6. Scalar Normalization
Scalars MUST be normalized as follows:
- Booleans → true / false
- Integers → canonical decimal form
- Floats → normalized decimal form
- Strings → preserved exactly
- Null → explicit null
Whitespace trimming is prohibited unless explicitly defined in Specification.
7. Structural Noise Elimination
The Canonicalization Engine MAY eliminate:
- Empty optional collections
- Explicit default values that match specification defaults
Only if the Specification explicitly permits omission.
It MUST NOT eliminate:
- Explicit user-defined values
- Semantic declarations
8. Deterministic Traversal
Canonicalization MUST produce a traversal order that is:
- Stable
- Depth-first or breadth-first (implementation-defined)
- Consistent across runs
Traversal order MUST NOT depend on original YAML ordering.
9. Structural Hash (Optional but Recommended)
The engine MAY compute a structural hash.
If implemented:
- The hash MUST depend solely on canonicalized structure
- The hash MUST be stable across runs
- The hash algorithm MUST be documented
- Hash collisions MUST be considered theoretically possible
The hash MUST NOT depend on memory addresses or runtime state.
10. Canonical Graph Immutability
Canonicalization MUST NOT mutate the original graph instance.
It MUST:
- Produce a new graph instance OR
- Freeze the existing graph after canonical ordering
The resulting graph MUST be immutable.
11. Handling Unordered Semantic Sets
For collections declared semantically unordered:
- Sorting MUST be applied deterministically
- Sorting key MUST be stable
- Sorting algorithm MUST be deterministic
For collections declared semantically ordered:
- Order MUST be preserved
- Canonicalization MUST NOT reorder
12. Error Handling
Canonicalization SHOULD NOT produce semantic errors.
However, it MAY produce structural errors if:
- Internal graph invariants are violated
- Node types are inconsistent
- Required attributes are missing unexpectedly
Such errors MUST be treated as fatal internal errors.

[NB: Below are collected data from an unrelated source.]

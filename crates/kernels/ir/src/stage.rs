//! Graph staging.
//!
//! A [`Stager`] records the operations a host closure performs on symbolic
//! [`Atom`]s and turns them into a closed [`Graph`]. Output avals are
//! inferred per node as the closure runs.
//!
//! Branch and loop bodies are staged into their own sub-graphs. A body may
//! refer to atoms of the enclosing closure; such captures are turned into
//! explicit inputs of the sub-graph (extra operands for a branch, extra
//! constants for a loop), so every sub-graph is closed.

use std::collections::HashMap;
use std::sync::Arc;

use smallvec::SmallVec;
use stoch_foundation::{BinaryOp, DType, UnaryOp, Value};

use crate::custom::CustomOp;
use crate::error::{IrError, Result};
use crate::graph::{Atom, Aval, Equation, Graph, Op, Var};
use crate::primitive::Primitive;

/// One branch body for [`Stager::switch`].
pub type Branch<'a, E> = Box<dyn FnOnce(&mut Stager, &[Atom]) -> std::result::Result<Vec<Atom>, E> + 'a>;

/// Records operations into a graph.
#[derive(Debug, Default)]
pub struct Stager {
    next_var: u32,
    invars: Vec<Var>,
    in_avals: Vec<Aval>,
    constvars: Vec<Var>,
    consts: Vec<Value>,
    equations: Vec<Equation>,
    avals: HashMap<Var, Aval>,
    /// Variables of enclosing stagers visible to this body.
    outer: HashMap<Var, Aval>,
    captured: Vec<Var>,
}

/// Stage `f` against inputs of the given avals.
pub fn stage<E, F>(in_avals: &[Aval], f: F) -> std::result::Result<Graph, E>
where
    E: From<IrError>,
    F: FnOnce(&mut Stager, &[Atom]) -> std::result::Result<Vec<Atom>, E>,
{
    let mut stager = Stager::default();
    let inputs: Vec<Atom> = in_avals.iter().map(|a| stager.input(a.clone())).collect();
    let outputs = f(&mut stager, &inputs)?;
    let (graph, _captured) = stager.finish(outputs)?;
    Ok(graph)
}

impl Stager {
    fn fresh(&mut self, aval: Aval) -> Var {
        let var = Var(self.next_var);
        self.next_var += 1;
        self.avals.insert(var, aval);
        var
    }

    /// Declare a graph input.
    pub fn input(&mut self, aval: Aval) -> Atom {
        let var = self.fresh(aval.clone());
        self.invars.push(var);
        self.in_avals.push(aval);
        Atom::Var(var)
    }

    /// Embed a constant. Scalars become literals, arrays become constvars.
    pub fn constant(&mut self, value: Value) -> Atom {
        if value.is_scalar() {
            return Atom::Lit(value);
        }
        let var = self.fresh(Aval::of(&value));
        self.constvars.push(var);
        self.consts.push(value);
        Atom::Var(var)
    }

    /// Aval of an atom visible to this stager.
    pub fn aval(&mut self, atom: &Atom) -> Result<Aval> {
        Ok(self.use_atom(atom.clone())?.1)
    }

    fn use_atom(&mut self, atom: Atom) -> Result<(Atom, Aval)> {
        match atom {
            Atom::Lit(v) => {
                let aval = Aval::of(&v);
                Ok((Atom::Lit(v), aval))
            }
            Atom::Var(var) => {
                if let Some(aval) = self.avals.get(&var) {
                    return Ok((atom, aval.clone()));
                }
                let aval = self
                    .outer
                    .get(&var)
                    .cloned()
                    .ok_or(IrError::UnboundVariable(var))?;
                self.captured.push(var);
                self.avals.insert(var, aval.clone());
                Ok((atom, aval))
            }
        }
    }

    fn use_atoms(&mut self, atoms: Vec<Atom>) -> Result<(Vec<Atom>, Vec<Aval>)> {
        let mut out = Vec::with_capacity(atoms.len());
        let mut avals = Vec::with_capacity(atoms.len());
        for atom in atoms {
            let (a, aval) = self.use_atom(atom)?;
            out.push(a);
            avals.push(aval);
        }
        Ok((out, avals))
    }

    fn push(&mut self, op: Op, inputs: Vec<Atom>, out_avals: Vec<Aval>) -> Vec<Atom> {
        let outputs: SmallVec<[Var; 2]> = out_avals.iter().map(|a| self.fresh(a.clone())).collect();
        let atoms = outputs.iter().map(|v| Atom::Var(*v)).collect();
        tracing::trace!(op = %op.name(), outputs = outputs.len(), "staged node");
        self.equations.push(Equation {
            op,
            inputs: inputs.into(),
            outputs,
            out_avals: out_avals.into(),
        });
        atoms
    }

    /// Record a primitive.
    pub fn prim(&mut self, prim: Primitive, inputs: Vec<Atom>) -> Result<Atom> {
        let (inputs, avals) = self.use_atoms(inputs)?;
        let out = prim.infer(&avals)?;
        let mut outs = self.push(Op::Prim(prim), inputs, vec![out]);
        outs.pop().ok_or_else(|| IrError::InvalidGraph("primitive without output".to_string()))
    }

    /// Record a bound custom operation.
    pub fn bind(&mut self, op: CustomOp, inputs: &[Atom]) -> Result<Vec<Atom>> {
        let (inputs, avals) = self.use_atoms(inputs.to_vec())?;
        let out_avals = op.infer_shapes(&avals)?;
        Ok(self.push(Op::Custom(op), inputs, out_avals))
    }

    /// Re-record a node of another graph against new inputs.
    ///
    /// The operation and output avals are reused; the outputs are fresh.
    pub fn replay(&mut self, eqn: &Equation, inputs: Vec<Atom>) -> Result<Vec<Atom>> {
        let (inputs, _) = self.use_atoms(inputs)?;
        Ok(self.push(eqn.op.clone(), inputs, eqn.out_avals.to_vec()))
    }

    fn child(&self) -> Stager {
        let mut outer = self.outer.clone();
        outer.extend(self.avals.iter().map(|(v, a)| (*v, a.clone())));
        Stager {
            next_var: self.next_var,
            outer,
            ..Stager::default()
        }
    }

    fn finish(mut self, outputs: Vec<Atom>) -> Result<(Graph, Vec<(Var, Aval)>)> {
        let (outvars, out_avals) = self.use_atoms(outputs)?;
        let captured = self
            .captured
            .iter()
            .map(|v| (*v, self.avals[v].clone()))
            .collect();
        let graph = Graph {
            invars: self.invars,
            in_avals: self.in_avals,
            constvars: self.constvars,
            consts: self.consts,
            equations: self.equations,
            outvars,
            out_avals,
        };
        Ok((graph, captured))
    }

    fn stage_body<E, F>(
        &mut self,
        in_avals: &[Aval],
        f: F,
    ) -> std::result::Result<(Graph, Vec<(Var, Aval)>), E>
    where
        E: From<IrError>,
        F: FnOnce(&mut Stager, &[Atom]) -> std::result::Result<Vec<Atom>, E>,
    {
        let mut sub = self.child();
        let inputs: Vec<Atom> = in_avals.iter().map(|a| sub.input(a.clone())).collect();
        let outputs = f(&mut sub, &inputs)?;
        let next_var = sub.next_var;
        let staged = sub.finish(outputs)?;
        self.next_var = next_var;
        Ok(staged)
    }

    /// Indexed branch over `branches`.
    pub fn switch<E>(
        &mut self,
        index: impl Into<Atom>,
        operands: &[Atom],
        branches: Vec<Branch<'_, E>>,
    ) -> std::result::Result<Vec<Atom>, E>
    where
        E: From<IrError>,
    {
        if branches.is_empty() {
            return Err(IrError::Arity {
                op: "cond".to_string(),
                expected: 1,
                found: 0,
            }
            .into());
        }
        let (index, index_aval) = self.use_atom(index.into())?;
        if index_aval.shape.rank() != 0 {
            return Err(IrError::ShapeInference {
                op: "cond".to_string(),
                message: format!("index must be scalar, found {}", index_aval.shape),
            }
            .into());
        }
        let (operands, operand_avals) = self.use_atoms(operands.to_vec())?;

        let mut staged = Vec::with_capacity(branches.len());
        for branch in branches {
            staged.push(self.stage_body(&operand_avals, branch)?);
        }

        let out_avals = staged[0].0.out_avals.clone();
        let mut union: Vec<(Var, Aval)> = Vec::new();
        for (graph, captured) in &staged {
            if graph.out_avals != out_avals {
                return Err(IrError::ShapeInference {
                    op: "cond".to_string(),
                    message: "branches return different avals".to_string(),
                }
                .into());
            }
            for (var, aval) in captured {
                if !union.iter().any(|(v, _)| v == var) {
                    union.push((*var, aval.clone()));
                }
            }
        }

        let mut graphs = Vec::with_capacity(staged.len());
        for (mut graph, _) in staged {
            for (var, aval) in &union {
                graph.invars.push(*var);
                graph.in_avals.push(aval.clone());
            }
            graphs.push(Arc::new(graph));
        }

        let mut inputs = Vec::with_capacity(1 + operands.len() + union.len());
        inputs.push(index);
        inputs.extend(operands);
        for (var, _) in &union {
            inputs.push(self.use_atom(Atom::Var(*var))?.0);
        }
        Ok(self.push(Op::Cond { branches: graphs }, inputs, out_avals))
    }

    /// Two-way branch on a boolean predicate.
    pub fn if_else<E, T, F>(
        &mut self,
        pred: impl Into<Atom>,
        operands: &[Atom],
        on_true: T,
        on_false: F,
    ) -> std::result::Result<Vec<Atom>, E>
    where
        E: From<IrError>,
        T: FnOnce(&mut Stager, &[Atom]) -> std::result::Result<Vec<Atom>, E>,
        F: FnOnce(&mut Stager, &[Atom]) -> std::result::Result<Vec<Atom>, E>,
    {
        let index = self.convert(pred, DType::I64)?;
        let branches: Vec<Branch<'_, E>> = vec![Box::new(on_false), Box::new(on_true)];
        self.switch(index, operands, branches)
    }

    /// Fixed-length loop. `body(carry, x_i) -> (carry, y_i)`.
    ///
    /// Returns the final carry and the stacked `ys`.
    pub fn scan<E, F>(
        &mut self,
        length: usize,
        init: &[Atom],
        xs: &[Atom],
        body: F,
    ) -> std::result::Result<(Vec<Atom>, Vec<Atom>), E>
    where
        E: From<IrError>,
        F: FnOnce(&mut Stager, &[Atom], &[Atom]) -> std::result::Result<(Vec<Atom>, Vec<Atom>), E>,
    {
        self.scan_impl(length, false, init, xs, body)
    }

    /// [`Stager::scan`] visiting `xs` from last to first.
    pub fn scan_reverse<E, F>(
        &mut self,
        length: usize,
        init: &[Atom],
        xs: &[Atom],
        body: F,
    ) -> std::result::Result<(Vec<Atom>, Vec<Atom>), E>
    where
        E: From<IrError>,
        F: FnOnce(&mut Stager, &[Atom], &[Atom]) -> std::result::Result<(Vec<Atom>, Vec<Atom>), E>,
    {
        self.scan_impl(length, true, init, xs, body)
    }

    fn scan_impl<E, F>(
        &mut self,
        length: usize,
        reverse: bool,
        init: &[Atom],
        xs: &[Atom],
        body: F,
    ) -> std::result::Result<(Vec<Atom>, Vec<Atom>), E>
    where
        E: From<IrError>,
        F: FnOnce(&mut Stager, &[Atom], &[Atom]) -> std::result::Result<(Vec<Atom>, Vec<Atom>), E>,
    {
        let (init, carry_avals) = self.use_atoms(init.to_vec())?;
        let (xs, xs_avals) = self.use_atoms(xs.to_vec())?;
        let mut slice_avals = Vec::with_capacity(xs_avals.len());
        for aval in &xs_avals {
            if aval.shape.leading() != Some(length) {
                return Err(IrError::ShapeInference {
                    op: "scan".to_string(),
                    message: format!("xs of shape {} do not have length {}", aval.shape, length),
                }
                .into());
            }
            slice_avals.push(Aval::new(aval.dtype, aval.shape.tail()));
        }

        let num_carry = carry_avals.len();
        let mut in_avals = carry_avals.clone();
        in_avals.extend(slice_avals);
        let (mut graph, captured) = self.stage_body(&in_avals, |s: &mut Stager, ins: &[Atom]| {
            let (carry, ys) = body(s, &ins[..num_carry], &ins[num_carry..])?;
            let mut outs = carry;
            outs.extend(ys);
            Ok::<_, E>(outs)
        })?;

        for (expected, found) in carry_avals.iter().zip(&graph.out_avals) {
            if expected != found {
                return Err(IrError::CarryMismatch {
                    expected: expected.clone(),
                    found: found.clone(),
                }
                .into());
            }
        }
        if graph.out_avals.len() < num_carry {
            return Err(IrError::Arity {
                op: "scan".to_string(),
                expected: num_carry,
                found: graph.out_avals.len(),
            }
            .into());
        }

        let num_consts = captured.len();
        let mut invars: Vec<Var> = captured.iter().map(|(v, _)| *v).collect();
        let mut const_avals: Vec<Aval> = captured.iter().map(|(_, a)| a.clone()).collect();
        invars.append(&mut graph.invars);
        const_avals.append(&mut graph.in_avals);
        graph.invars = invars;
        graph.in_avals = const_avals;

        let mut out_avals = carry_avals;
        out_avals.extend(
            graph.out_avals[num_carry..]
                .iter()
                .map(|a| Aval::new(a.dtype, a.shape.prepend(length))),
        );

        let mut inputs = Vec::with_capacity(num_consts + init.len() + xs.len());
        for (var, _) in &captured {
            inputs.push(self.use_atom(Atom::Var(*var))?.0);
        }
        inputs.extend(init);
        inputs.extend(xs);
        let op = Op::Scan {
            body: Arc::new(graph),
            length,
            num_consts,
            num_carry,
            reverse,
        };
        let outs = self.push(op, inputs, out_avals);
        let ys = outs[num_carry..].to_vec();
        let carry = outs[..num_carry].to_vec();
        Ok((carry, ys))
    }

    pub fn select(
        &mut self,
        pred: impl Into<Atom>,
        on_true: impl Into<Atom>,
        on_false: impl Into<Atom>,
    ) -> Result<Atom> {
        self.prim(
            Primitive::Select,
            vec![pred.into(), on_true.into(), on_false.into()],
        )
    }

    pub fn convert(&mut self, x: impl Into<Atom>, dtype: DType) -> Result<Atom> {
        self.prim(Primitive::Convert(dtype), vec![x.into()])
    }

    /// Sum of every element.
    pub fn sum(&mut self, x: impl Into<Atom>) -> Result<Atom> {
        self.prim(Primitive::ReduceSum, vec![x.into()])
    }

    pub fn index(&mut self, x: impl Into<Atom>, i: impl Into<Atom>) -> Result<Atom> {
        self.prim(Primitive::Index, vec![x.into(), i.into()])
    }

    pub fn iota(&mut self, length: usize) -> Result<Atom> {
        self.prim(Primitive::Iota { length }, Vec::new())
    }

    pub fn stack(&mut self, xs: &[Atom]) -> Result<Atom> {
        self.prim(Primitive::Stack, xs.to_vec())
    }
}

macro_rules! binary_helpers {
    ($($name:ident => $op:ident),* $(,)?) => {
        impl Stager {
            $(
                pub fn $name(&mut self, a: impl Into<Atom>, b: impl Into<Atom>) -> Result<Atom> {
                    self.prim(Primitive::Binary(BinaryOp::$op), vec![a.into(), b.into()])
                }
            )*
        }
    };
}

macro_rules! unary_helpers {
    ($($name:ident => $op:ident),* $(,)?) => {
        impl Stager {
            $(
                pub fn $name(&mut self, x: impl Into<Atom>) -> Result<Atom> {
                    self.prim(Primitive::Unary(UnaryOp::$op), vec![x.into()])
                }
            )*
        }
    };
}

binary_helpers! {
    add => Add, sub => Sub, mul => Mul, div => Div, pow => Pow,
    max => Max, min => Min,
    eq => Eq, ne => Ne, lt => Lt, le => Le, gt => Gt, ge => Ge,
    and => And, or => Or,
}

unary_helpers! {
    neg => Neg, not => Not, exp => Exp, log => Log, log1p => Log1p,
    sqrt => Sqrt, abs => Abs, sin => Sin, cos => Cos, tanh => Tanh,
    logistic => Logistic,
}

13. Performance Expectations
Canonicalization SHOULD operate in:
O(N log N)
Where N = number of nodes + edges.
Recursive normalization MUST avoid quadratic behavior.
14. Interaction with Other Engines
Canonicalization MUST precede:
- Validation Engine
- Diff Engine
- Versioning Engine
- Migration Engine
Diff MUST compare canonicalized graphs only.
Validation MUST operate on canonicalized graph only.
15. Compliance Criteria
An implementation is compliant if:
- It produces identical canonical graphs for semantically equivalent specs
- It guarantees stable ordering
- It prevents YAML order influence
- It normalizes scalars deterministically
- It preserves semantic meaning
16. Non-Goals
Canonicalization does NOT:
- Validate business logic
- Classify changes
- Perform migration
- Interpret constraints
Its purpose is structural normalization only.
17. Summary
The Canonicalization Engine:
- Freezes deterministic structure
- Eliminates non-semantic variance
- Enables reliable diffing
- Enables reproducible hashing
- Guarantees structural comparability
It is foundational for evolution and validation stability.